# Work required
Pick the lines holding the string "first" out of the records and copy them.

====================

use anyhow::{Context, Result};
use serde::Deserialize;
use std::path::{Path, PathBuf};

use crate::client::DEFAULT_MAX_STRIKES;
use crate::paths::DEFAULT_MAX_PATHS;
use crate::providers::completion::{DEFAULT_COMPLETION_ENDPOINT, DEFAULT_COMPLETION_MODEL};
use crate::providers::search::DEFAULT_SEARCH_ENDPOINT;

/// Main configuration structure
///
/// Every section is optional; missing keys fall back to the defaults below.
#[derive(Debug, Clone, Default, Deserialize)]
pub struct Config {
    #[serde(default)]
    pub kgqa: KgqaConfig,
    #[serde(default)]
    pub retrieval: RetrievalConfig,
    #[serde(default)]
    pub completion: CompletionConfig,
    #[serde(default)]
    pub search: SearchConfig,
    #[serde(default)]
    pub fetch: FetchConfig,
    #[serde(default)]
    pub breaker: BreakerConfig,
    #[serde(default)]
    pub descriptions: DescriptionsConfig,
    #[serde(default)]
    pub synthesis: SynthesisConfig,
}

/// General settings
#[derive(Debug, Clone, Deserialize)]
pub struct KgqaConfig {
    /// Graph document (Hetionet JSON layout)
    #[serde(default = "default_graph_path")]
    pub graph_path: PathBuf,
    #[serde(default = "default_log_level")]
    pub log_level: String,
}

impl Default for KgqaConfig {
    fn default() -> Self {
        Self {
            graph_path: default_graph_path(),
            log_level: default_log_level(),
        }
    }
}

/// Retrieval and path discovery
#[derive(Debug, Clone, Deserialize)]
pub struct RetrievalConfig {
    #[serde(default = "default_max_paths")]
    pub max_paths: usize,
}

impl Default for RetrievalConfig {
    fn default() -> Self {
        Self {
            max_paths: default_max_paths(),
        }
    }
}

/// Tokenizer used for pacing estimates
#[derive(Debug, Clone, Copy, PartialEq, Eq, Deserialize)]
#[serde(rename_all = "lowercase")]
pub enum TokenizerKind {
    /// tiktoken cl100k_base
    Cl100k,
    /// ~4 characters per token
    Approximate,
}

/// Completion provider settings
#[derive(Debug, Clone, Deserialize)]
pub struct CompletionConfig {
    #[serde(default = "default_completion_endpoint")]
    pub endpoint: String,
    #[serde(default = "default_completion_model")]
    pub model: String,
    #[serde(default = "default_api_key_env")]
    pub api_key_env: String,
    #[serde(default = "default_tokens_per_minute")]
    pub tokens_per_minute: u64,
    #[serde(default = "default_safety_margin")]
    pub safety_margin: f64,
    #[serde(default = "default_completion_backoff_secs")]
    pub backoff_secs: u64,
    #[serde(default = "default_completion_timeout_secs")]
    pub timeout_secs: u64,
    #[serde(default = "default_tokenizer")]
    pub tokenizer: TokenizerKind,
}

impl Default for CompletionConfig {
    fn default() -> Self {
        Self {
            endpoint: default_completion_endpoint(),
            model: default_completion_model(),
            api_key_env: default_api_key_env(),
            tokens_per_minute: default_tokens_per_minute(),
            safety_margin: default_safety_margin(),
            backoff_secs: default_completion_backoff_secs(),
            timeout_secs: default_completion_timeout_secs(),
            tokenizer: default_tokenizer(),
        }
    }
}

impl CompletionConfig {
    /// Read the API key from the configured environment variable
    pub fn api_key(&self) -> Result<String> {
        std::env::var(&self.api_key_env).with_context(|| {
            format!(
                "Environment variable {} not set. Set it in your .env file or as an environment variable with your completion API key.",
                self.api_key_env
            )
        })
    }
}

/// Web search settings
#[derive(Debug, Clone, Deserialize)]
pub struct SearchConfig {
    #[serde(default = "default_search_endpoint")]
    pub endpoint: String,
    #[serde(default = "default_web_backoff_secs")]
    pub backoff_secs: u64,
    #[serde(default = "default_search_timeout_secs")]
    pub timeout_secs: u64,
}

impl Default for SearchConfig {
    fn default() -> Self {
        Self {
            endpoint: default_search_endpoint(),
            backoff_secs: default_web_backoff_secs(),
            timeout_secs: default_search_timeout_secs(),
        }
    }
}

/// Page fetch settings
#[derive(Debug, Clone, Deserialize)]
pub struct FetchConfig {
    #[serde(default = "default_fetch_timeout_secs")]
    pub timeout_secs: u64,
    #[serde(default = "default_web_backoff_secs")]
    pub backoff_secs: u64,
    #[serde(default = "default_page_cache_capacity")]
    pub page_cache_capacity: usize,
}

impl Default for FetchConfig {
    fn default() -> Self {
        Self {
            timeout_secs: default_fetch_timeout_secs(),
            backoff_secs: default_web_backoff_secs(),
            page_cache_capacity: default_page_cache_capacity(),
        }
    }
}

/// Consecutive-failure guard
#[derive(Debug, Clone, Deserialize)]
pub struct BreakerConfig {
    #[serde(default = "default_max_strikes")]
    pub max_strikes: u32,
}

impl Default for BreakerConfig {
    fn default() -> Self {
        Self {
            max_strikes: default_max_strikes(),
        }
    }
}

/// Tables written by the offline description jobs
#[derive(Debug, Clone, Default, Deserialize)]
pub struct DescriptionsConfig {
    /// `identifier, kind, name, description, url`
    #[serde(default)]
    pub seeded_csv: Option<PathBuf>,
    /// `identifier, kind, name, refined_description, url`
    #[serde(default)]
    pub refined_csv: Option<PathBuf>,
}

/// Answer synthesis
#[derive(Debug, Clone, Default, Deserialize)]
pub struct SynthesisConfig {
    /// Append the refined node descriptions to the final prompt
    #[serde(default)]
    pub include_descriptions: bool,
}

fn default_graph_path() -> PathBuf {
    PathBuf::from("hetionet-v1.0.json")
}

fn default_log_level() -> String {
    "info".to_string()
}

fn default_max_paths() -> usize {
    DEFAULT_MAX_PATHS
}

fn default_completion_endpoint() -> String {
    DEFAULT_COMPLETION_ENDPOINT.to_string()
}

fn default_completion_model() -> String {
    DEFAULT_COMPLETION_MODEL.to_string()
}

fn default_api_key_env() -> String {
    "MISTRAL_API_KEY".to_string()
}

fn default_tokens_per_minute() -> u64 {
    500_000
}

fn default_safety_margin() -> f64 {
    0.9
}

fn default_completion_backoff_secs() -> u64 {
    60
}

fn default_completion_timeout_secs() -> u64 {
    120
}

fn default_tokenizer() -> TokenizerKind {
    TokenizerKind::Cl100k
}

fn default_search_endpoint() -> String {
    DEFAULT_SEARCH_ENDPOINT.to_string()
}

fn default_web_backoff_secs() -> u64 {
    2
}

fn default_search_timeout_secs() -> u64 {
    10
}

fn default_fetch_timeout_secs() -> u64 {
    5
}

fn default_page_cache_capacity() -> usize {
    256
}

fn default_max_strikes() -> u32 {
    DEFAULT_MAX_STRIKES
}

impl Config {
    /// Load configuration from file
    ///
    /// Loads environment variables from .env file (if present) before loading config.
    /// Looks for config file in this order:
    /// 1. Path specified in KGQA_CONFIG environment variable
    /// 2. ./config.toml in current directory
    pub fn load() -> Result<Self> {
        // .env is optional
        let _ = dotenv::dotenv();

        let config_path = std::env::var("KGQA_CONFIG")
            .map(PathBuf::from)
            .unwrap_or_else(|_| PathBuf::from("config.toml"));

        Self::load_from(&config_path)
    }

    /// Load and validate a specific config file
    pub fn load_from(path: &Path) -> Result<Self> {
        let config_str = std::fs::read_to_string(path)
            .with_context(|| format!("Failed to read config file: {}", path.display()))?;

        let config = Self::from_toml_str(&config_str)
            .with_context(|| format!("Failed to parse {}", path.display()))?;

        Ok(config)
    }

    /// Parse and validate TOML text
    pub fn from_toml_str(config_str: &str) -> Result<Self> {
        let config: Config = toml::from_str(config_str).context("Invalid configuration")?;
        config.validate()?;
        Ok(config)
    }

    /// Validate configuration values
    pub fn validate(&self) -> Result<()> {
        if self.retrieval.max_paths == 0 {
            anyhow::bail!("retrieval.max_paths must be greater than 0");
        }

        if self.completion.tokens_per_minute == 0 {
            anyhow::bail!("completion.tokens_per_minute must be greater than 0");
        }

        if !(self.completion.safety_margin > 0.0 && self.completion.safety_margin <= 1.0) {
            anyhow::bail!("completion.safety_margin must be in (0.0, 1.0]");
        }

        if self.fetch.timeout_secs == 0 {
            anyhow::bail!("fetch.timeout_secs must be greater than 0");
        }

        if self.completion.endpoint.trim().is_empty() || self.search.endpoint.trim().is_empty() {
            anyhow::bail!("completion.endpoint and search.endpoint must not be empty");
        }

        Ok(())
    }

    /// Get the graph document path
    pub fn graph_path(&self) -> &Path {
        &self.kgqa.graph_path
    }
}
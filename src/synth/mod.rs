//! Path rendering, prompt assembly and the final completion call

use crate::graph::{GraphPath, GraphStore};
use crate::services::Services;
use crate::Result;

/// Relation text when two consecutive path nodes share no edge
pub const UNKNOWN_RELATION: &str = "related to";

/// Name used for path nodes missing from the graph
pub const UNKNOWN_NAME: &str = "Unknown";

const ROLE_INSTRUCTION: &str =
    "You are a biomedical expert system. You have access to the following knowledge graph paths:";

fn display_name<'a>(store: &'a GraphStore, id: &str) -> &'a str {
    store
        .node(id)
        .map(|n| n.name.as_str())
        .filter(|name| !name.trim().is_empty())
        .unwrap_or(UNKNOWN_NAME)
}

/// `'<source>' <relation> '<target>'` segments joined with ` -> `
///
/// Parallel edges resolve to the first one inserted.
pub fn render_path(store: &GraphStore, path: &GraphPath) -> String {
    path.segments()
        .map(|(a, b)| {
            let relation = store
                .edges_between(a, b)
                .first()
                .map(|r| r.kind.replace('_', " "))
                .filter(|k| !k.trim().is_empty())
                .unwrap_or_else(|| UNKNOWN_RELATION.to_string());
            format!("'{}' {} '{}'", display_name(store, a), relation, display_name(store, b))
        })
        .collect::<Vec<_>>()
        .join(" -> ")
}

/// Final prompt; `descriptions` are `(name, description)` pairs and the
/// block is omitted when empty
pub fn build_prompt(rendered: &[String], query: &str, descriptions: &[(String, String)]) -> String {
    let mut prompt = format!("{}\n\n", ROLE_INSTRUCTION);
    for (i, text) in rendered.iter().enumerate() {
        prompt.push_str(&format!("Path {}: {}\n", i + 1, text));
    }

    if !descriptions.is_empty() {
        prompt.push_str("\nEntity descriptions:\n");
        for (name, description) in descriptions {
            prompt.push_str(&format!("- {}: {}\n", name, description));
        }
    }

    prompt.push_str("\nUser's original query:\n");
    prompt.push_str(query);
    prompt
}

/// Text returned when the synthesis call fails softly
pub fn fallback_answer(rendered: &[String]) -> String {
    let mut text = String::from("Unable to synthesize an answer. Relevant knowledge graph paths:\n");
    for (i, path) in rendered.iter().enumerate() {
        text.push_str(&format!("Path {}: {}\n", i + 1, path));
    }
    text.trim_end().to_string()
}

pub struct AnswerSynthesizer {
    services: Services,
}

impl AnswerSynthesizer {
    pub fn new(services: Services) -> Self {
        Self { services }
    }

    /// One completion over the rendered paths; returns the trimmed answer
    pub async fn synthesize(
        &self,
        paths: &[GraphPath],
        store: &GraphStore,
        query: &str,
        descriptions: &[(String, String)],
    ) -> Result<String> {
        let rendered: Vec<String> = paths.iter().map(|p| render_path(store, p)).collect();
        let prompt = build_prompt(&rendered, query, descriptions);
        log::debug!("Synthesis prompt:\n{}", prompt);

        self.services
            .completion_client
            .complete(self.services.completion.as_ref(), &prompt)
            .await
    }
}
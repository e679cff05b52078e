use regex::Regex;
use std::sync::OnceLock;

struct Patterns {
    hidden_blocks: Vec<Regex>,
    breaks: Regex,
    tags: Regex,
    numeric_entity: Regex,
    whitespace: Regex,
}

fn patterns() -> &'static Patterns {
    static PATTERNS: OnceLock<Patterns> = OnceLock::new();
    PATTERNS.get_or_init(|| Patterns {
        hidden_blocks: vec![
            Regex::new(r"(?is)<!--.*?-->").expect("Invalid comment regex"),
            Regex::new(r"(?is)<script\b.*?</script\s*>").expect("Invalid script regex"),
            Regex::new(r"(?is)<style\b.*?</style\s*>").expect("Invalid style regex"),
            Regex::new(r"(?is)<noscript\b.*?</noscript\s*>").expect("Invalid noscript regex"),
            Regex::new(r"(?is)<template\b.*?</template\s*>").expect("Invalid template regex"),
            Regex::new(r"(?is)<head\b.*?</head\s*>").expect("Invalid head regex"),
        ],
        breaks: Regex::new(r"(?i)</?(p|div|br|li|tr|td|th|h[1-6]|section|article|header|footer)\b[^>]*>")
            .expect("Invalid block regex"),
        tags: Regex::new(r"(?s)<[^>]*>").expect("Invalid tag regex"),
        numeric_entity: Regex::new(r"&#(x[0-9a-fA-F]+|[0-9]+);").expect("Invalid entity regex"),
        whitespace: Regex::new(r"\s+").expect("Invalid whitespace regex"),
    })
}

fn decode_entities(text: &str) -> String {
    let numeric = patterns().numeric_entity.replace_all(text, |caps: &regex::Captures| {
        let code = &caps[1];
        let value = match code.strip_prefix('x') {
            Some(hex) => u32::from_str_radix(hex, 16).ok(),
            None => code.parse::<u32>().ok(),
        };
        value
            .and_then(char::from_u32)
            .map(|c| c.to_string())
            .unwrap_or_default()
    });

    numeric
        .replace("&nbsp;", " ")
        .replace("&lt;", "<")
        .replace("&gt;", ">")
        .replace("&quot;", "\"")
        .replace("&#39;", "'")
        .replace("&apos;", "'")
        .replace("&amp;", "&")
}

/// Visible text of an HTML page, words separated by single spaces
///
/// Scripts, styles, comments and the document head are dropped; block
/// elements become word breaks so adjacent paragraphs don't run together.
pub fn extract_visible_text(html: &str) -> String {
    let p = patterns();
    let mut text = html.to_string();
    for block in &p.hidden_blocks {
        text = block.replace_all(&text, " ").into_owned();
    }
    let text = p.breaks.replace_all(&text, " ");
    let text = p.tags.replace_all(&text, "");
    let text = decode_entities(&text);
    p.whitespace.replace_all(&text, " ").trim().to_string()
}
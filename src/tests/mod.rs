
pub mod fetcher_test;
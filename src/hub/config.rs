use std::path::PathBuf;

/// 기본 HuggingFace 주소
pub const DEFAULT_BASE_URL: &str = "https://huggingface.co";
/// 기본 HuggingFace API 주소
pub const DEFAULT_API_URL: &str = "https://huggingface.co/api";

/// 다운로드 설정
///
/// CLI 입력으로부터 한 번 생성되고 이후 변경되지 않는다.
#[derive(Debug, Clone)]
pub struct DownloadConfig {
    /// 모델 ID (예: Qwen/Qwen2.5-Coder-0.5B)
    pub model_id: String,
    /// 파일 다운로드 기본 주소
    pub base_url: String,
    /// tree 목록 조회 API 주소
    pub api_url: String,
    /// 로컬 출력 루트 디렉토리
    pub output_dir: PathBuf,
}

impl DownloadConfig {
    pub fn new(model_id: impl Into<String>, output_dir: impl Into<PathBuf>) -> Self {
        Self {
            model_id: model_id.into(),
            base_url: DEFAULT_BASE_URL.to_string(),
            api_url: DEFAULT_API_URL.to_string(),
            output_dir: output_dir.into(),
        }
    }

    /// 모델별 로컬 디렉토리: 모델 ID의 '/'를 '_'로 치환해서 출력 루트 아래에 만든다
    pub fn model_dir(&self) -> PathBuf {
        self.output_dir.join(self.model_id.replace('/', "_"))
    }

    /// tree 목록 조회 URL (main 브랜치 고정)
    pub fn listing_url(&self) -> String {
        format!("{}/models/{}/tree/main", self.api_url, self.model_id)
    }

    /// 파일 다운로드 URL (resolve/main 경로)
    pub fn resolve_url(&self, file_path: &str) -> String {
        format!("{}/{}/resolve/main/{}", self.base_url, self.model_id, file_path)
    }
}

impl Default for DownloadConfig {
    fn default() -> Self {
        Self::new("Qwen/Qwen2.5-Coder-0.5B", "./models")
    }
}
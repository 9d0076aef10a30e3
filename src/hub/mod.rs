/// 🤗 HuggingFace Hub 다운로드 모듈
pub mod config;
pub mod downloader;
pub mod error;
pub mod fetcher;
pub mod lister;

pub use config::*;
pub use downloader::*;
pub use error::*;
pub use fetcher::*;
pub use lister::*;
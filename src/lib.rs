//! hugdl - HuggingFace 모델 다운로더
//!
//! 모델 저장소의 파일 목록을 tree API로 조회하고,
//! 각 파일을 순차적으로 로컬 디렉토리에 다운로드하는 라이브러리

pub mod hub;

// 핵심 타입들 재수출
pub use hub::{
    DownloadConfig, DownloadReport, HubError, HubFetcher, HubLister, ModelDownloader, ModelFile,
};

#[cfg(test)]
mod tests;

====================

# Finished exercise
/// Parallel edges resolve to the first one inserted.
                .first()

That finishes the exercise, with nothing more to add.